About this task: Every line from the beginning of the data through the line containing "channel, ...) |" should be reproduced exactly, and no further lines should be output.

Stored items:
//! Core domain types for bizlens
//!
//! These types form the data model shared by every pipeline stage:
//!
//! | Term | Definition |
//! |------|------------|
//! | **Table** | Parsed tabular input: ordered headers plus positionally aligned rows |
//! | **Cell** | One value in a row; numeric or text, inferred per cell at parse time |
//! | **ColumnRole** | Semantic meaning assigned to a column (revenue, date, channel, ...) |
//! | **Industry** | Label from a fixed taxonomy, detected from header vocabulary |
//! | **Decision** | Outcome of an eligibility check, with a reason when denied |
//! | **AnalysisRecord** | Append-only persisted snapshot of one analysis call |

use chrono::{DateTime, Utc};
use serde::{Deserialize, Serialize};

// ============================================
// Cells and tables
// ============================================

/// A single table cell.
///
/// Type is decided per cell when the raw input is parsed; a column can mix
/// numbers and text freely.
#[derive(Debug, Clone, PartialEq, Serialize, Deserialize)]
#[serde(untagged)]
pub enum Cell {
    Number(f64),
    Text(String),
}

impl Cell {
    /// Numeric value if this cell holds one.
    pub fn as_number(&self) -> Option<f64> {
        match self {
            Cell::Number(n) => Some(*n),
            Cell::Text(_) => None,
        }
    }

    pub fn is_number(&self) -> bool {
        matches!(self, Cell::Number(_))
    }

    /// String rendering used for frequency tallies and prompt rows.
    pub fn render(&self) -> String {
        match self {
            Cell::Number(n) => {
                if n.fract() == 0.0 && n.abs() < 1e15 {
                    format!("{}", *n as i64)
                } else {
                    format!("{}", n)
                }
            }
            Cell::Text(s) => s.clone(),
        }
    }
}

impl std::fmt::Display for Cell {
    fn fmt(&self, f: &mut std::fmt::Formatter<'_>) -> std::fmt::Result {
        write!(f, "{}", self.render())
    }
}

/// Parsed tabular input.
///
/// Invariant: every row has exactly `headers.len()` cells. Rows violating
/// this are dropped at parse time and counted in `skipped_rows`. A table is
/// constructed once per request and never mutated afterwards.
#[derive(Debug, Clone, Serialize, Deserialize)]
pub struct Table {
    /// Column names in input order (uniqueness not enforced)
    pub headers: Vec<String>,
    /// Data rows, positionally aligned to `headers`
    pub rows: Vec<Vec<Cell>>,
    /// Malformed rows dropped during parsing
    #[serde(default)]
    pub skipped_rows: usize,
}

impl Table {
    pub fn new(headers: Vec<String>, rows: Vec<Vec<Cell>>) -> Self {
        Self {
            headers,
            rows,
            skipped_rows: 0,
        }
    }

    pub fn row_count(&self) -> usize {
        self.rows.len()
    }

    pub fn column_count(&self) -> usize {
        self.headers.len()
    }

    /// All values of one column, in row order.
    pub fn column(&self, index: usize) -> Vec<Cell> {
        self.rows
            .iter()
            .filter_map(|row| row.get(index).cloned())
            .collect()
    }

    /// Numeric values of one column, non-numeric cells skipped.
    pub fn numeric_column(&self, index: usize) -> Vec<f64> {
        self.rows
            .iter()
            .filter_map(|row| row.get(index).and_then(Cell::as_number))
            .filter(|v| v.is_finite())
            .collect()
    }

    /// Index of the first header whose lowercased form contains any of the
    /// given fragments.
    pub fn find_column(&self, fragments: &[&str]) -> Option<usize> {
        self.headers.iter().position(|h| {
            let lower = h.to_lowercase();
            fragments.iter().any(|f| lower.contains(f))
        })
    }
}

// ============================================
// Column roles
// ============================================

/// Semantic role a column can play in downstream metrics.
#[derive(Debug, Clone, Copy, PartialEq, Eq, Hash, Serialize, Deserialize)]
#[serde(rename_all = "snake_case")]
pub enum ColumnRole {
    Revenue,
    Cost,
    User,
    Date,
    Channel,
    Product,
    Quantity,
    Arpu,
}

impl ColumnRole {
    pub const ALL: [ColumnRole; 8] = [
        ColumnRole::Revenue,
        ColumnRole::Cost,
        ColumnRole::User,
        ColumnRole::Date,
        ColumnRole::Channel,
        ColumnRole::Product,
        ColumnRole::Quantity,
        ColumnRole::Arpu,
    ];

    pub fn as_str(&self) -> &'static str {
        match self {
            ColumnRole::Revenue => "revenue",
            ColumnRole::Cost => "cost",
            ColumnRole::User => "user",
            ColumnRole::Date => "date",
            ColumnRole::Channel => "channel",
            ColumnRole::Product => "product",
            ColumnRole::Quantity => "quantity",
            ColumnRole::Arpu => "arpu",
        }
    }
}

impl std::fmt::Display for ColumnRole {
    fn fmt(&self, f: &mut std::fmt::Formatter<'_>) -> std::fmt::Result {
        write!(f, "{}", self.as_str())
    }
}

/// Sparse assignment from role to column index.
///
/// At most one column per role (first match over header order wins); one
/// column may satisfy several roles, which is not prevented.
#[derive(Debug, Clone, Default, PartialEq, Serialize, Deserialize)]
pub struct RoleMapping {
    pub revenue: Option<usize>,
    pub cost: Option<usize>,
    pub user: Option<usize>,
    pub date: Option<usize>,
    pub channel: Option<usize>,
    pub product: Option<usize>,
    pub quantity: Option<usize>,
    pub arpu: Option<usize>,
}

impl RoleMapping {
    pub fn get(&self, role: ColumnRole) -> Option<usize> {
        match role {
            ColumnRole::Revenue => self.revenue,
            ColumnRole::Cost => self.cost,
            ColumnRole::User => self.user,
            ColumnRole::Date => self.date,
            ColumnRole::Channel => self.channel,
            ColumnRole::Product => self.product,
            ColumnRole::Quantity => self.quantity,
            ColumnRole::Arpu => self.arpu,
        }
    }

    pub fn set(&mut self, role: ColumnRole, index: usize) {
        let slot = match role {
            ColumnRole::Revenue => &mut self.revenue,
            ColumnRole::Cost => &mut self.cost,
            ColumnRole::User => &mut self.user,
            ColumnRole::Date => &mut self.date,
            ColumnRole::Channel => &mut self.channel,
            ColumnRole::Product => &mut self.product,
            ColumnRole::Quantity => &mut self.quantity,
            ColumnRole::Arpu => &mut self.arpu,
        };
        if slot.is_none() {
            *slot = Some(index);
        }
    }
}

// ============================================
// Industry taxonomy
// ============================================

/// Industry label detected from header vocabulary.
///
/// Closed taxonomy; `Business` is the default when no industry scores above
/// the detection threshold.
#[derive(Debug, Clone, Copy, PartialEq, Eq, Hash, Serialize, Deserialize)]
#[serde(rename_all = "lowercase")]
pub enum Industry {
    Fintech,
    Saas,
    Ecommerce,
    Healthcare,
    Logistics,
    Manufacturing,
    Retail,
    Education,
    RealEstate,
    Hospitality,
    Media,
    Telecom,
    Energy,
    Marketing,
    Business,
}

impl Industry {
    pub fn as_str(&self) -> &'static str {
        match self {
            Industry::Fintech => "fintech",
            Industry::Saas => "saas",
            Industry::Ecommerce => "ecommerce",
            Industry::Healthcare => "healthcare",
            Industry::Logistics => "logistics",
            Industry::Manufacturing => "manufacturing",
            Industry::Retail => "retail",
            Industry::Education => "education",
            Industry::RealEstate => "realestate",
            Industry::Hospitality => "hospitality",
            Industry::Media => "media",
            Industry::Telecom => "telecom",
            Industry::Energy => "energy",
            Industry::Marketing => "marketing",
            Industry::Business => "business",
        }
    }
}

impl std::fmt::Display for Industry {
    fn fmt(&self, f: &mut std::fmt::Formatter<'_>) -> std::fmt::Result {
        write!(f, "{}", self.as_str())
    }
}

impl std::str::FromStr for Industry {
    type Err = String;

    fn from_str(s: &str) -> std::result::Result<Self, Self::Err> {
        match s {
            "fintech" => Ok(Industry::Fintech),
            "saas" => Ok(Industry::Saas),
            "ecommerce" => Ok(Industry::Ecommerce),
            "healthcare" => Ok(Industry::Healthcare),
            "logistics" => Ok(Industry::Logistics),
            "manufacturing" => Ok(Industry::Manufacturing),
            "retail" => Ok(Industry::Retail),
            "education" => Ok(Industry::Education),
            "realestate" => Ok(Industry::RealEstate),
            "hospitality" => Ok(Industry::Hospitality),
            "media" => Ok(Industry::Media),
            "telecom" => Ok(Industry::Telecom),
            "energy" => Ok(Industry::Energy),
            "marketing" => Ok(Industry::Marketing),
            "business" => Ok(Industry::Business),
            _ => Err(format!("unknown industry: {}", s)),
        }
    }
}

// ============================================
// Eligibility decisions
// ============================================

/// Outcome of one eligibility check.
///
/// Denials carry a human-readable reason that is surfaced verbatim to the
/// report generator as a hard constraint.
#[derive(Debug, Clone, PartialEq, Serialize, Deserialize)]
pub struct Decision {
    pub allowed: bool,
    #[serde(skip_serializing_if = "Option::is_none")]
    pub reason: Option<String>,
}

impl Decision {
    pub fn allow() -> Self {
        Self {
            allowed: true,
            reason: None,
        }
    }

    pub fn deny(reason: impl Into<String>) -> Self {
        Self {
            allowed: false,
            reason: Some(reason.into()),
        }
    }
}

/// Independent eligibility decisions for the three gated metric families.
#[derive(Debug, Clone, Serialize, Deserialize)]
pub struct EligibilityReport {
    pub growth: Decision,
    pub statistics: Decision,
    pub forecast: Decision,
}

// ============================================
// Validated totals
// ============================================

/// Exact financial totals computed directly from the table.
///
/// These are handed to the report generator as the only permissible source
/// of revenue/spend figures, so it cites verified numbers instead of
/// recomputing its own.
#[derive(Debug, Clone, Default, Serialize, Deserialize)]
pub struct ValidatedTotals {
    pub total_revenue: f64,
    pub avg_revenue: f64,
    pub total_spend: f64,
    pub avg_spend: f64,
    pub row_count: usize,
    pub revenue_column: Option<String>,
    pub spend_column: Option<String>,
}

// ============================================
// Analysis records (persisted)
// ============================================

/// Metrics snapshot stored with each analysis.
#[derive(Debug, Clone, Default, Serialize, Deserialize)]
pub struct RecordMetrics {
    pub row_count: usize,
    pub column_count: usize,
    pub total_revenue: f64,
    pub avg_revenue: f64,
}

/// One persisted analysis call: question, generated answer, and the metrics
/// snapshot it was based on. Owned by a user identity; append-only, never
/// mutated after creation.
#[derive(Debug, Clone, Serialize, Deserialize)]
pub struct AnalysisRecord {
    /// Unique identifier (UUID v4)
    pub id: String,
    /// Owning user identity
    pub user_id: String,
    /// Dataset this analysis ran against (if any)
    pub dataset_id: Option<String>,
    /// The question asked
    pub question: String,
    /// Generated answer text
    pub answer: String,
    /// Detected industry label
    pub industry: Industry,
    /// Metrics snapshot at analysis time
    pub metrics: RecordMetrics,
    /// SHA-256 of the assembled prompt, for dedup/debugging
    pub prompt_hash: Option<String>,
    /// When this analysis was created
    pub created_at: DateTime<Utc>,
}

Exercise response:
//! Core domain types for bizlens
//!
//! These types form the data model shared by every pipeline stage:
//!
//! | Term | Definition |
//! |------|------------|
//! | **Table** | Parsed tabular input: ordered headers plus positionally aligned rows |
//! | **Cell** | One value in a row; numeric or text, inferred per cell at parse time |
//! | **ColumnRole** | Semantic meaning assigned to a column (revenue, date, channel, ...) |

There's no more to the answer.